== WHAT TO DO ==
Output only how many lines below contain "width".

=== RECORD EXCERPTS ===

use ratatui::layout::Constraint;
use ratatui::layout::Direction;
use ratatui::layout::Layout;
use ratatui::prelude::*;
use ratatui::style::Style;
use ratatui::style::Stylize;
use ratatui::widgets::Block;
use ratatui::widgets::Borders;
use ratatui::widgets::Clear;
use ratatui::widgets::Paragraph;
use ratatui::widgets::Wrap;

use crate::app::App;
use crate::markdown;
use quarry_core::QuickPrompt;
use quarry_core::quick_prompts::all_quick_prompts;

pub fn draw(frame: &mut Frame, app: &mut App) {
    let area = frame.area();
    let chunks = Layout::default()
        .direction(Direction::Vertical)
        .constraints([
            Constraint::Min(1),    // transcript or starter cards
            Constraint::Length(3), // question box
            Constraint::Length(2), // two-line footer (help + status)
        ])
        .split(area);
    if app.cards_visible() {
        draw_quick_prompts(frame, chunks[0], app);
    } else {
        draw_transcript(frame, chunks[0], app);
    }
    draw_composer(frame, chunks[1], app);
    draw_footer(frame, chunks[2], app);
}

fn draw_transcript(frame: &mut Frame, area: Rect, app: &mut App) {
    let lines = markdown::transcript_lines(&app.session);
    let paragraph = Paragraph::new(Text::from(lines)).wrap(Wrap { trim: false });

    let block = Block::default().borders(Borders::ALL);
    let inner = block.inner(area);

    // Clamp the scroll offset against the wrapped line count so the last
    // page stays reachable; follow mode pins it to the bottom.
    let total = paragraph
        .line_count(inner.width)
        .min(u16::MAX as usize) as u16;
    let max_scroll = total.saturating_sub(inner.height);
    if app.follow {
        app.scroll = max_scroll;
    } else {
        app.scroll = app.scroll.min(max_scroll);
        if app.scroll == max_scroll {
            app.follow = true;
        }
    }

    // Percent scrolled (0% at top, 100% at bottom).
    let percent_span = if max_scroll == 0 {
        "  • 100%".dim()
    } else {
        let p = ((app.scroll as f32) / (max_scroll as f32) * 100.0).round() as i32;
        format!("  • {}%", p.clamp(0, 100)).dim()
    };
    let title_line = Line::from(vec!["Quarry".magenta().bold(), percent_span]);
    let block = block.title(title_line);

    frame.render_widget(paragraph.block(block).scroll((app.scroll, 0)), area);
}

fn draw_quick_prompts(frame: &mut Frame, area: Rect, app: &App) {
    let block = Block::default().borders(Borders::ALL).title(Line::from(vec![
        "Quarry".magenta().bold(),
        "  • ".into(),
        "web research from your terminal".dim(),
    ]));
    let inner = block.inner(area);
    frame.render_widget(block, area);

    let rows = Layout::default()
        .direction(Direction::Vertical)
        .constraints([
            Constraint::Fill(1),
            Constraint::Length(1), // hint
            Constraint::Length(1), // spacer
            Constraint::Length(6), // cards
            Constraint::Fill(2),
        ])
        .split(inner);
    let hint = Paragraph::new(Line::from("Ask anything, or start from a card:".dim()))
        .alignment(Alignment::Center);
    frame.render_widget(hint, rows[1]);

    let prompts = all_quick_prompts();
    let columns = Layout::default()
        .direction(Direction::Horizontal)
        .constraints(vec![
            Constraint::Ratio(1, prompts.len() as u32);
            prompts.len()
        ])
        .split(rows[3]);
    for (idx, (prompt, column)) in prompts.iter().zip(columns.iter()).enumerate() {
        draw_prompt_card(frame, *column, *prompt, idx == app.selected_card);
    }
}

fn draw_prompt_card(frame: &mut Frame, area: Rect, prompt: QuickPrompt, selected: bool) {
    let card = area.inner(Margin::new(1, 0));
    let border_style = if selected {
        Style::default().magenta()
    } else {
        Style::default().dim()
    };
    let block = Block::default().borders(Borders::ALL).border_style(border_style);

    let caption = prompt.prompt_text().to_string();
    let lines = vec![
        Line::from(card_glyph(prompt)).alignment(Alignment::Center),
        Line::from(""),
        Line::from(caption).alignment(Alignment::Center),
    ];
    let text_style = if selected {
        Style::default().bold()
    } else {
        Style::default().dim()
    };
    let paragraph = Paragraph::new(lines)
        .wrap(Wrap { trim: true })
        .block(block)
        .style(text_style);
    frame.render_widget(paragraph, card);
}

fn card_glyph(prompt: QuickPrompt) -> &'static str {
    match prompt.icon_key() {
        "image" => "🖼",
        "document" => "📄",
        "pen" => "✏",
        "school" => "🎓",
        _ => "•",
    }
}

fn draw_composer(frame: &mut Frame, area: Rect, app: &App) {
    let submitting = app.session.is_submitting();
    let mut title_spans: Vec<Span> = vec!["Question".magenta().bold()];
    if submitting {
        title_spans.push("  • ".into());
        title_spans.push("waiting for the analyze service".dim());
    }
    let block = Block::default()
        .borders(Borders::ALL)
        .title(Line::from(title_spans));
    let inner = block.inner(area);

    // Keep the cursor in view when the draft outgrows the box.
    let visible = inner.width.saturating_sub(1);
    let overflow = app.composer.cursor_col().saturating_sub(visible);

    let content = if app.composer.is_empty() && !submitting {
        Line::from("Enter your question".dim())
    } else if submitting {
        Line::from(app.composer.text().to_string().dim())
    } else {
        Line::from(app.composer.text().to_string())
    };
    frame.render_widget(
        Paragraph::new(content).block(block).scroll((0, overflow)),
        area,
    );

    if !submitting {
        let col = inner
            .x
            .saturating_add(app.composer.cursor_col().saturating_sub(overflow));
        frame.set_cursor_position((col, inner.y));
    }
}

fn draw_footer(frame: &mut Frame, area: Rect, app: &mut App) {
    let mut help: Vec<Span> = Vec::new();
    if app.card_selection_active() {
        help.extend(vec![
            "←/→".dim(),
            ": Choose  ".dim(),
            "Enter".dim(),
            ": Ask  ".dim(),
        ]);
    } else {
        help.extend(vec!["Enter".dim(), ": Send  ".dim()]);
    }
    help.extend(vec![
        "↑/↓".dim(),
        ": Scroll  ".dim(),
        "Ctrl+C".dim(),
        ": Quit".dim(),
    ]);

    let rows = Layout::default()
        .direction(Direction::Vertical)
        .constraints([Constraint::Length(1), Constraint::Length(1)])
        .split(area);

    // Top row: help text + spinner at right.
    let top = Layout::default()
        .direction(Direction::Horizontal)
        .constraints([Constraint::Fill(1), Constraint::Length(18)])
        .split(rows[0]);
    frame.render_widget(Paragraph::new(Line::from(help)), top[0]);
    if app.spinner_active() {
        let label = if app.session.is_submitting() {
            "Analyzing…"
        } else {
            "Typing…"
        };
        draw_inline_spinner(frame, top[1], &mut app.throbber, label);
    } else {
        // Clear the spinner slot when idle to prevent stale glyphs.
        frame.render_widget(Clear, top[1]);
    }

    // Bottom row: error banner or status text (single line; sanitize newlines).
    let status_line = if let Some(error) = app.session.error_message() {
        Line::from(error.to_string().red())
    } else {
        let status: String = app
            .status
            .replace(['\n', '\r'], " ")
            .chars()
            .take(200)
            .collect();
        Line::from(status.dim())
    };
    frame.render_widget(Paragraph::new(status_line), rows[1]);
}

fn draw_inline_spinner(
    frame: &mut Frame,
    area: Rect,
    state: &mut throbber_widgets_tui::ThrobberState,
    label: &str,
) {
    use throbber_widgets_tui::BRAILLE_EIGHT;
    use throbber_widgets_tui::Throbber;
    use throbber_widgets_tui::WhichUse;
    let w = Throbber::default()
        .label(label)
        .style(Style::default().cyan())
        .throbber_style(Style::default().magenta().bold())
        .throbber_set(BRAILLE_EIGHT)
        .use_type(WhichUse::Spin);
    frame.render_stateful_widget(w, area, state);
}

===

== ANSWER BOX ==
2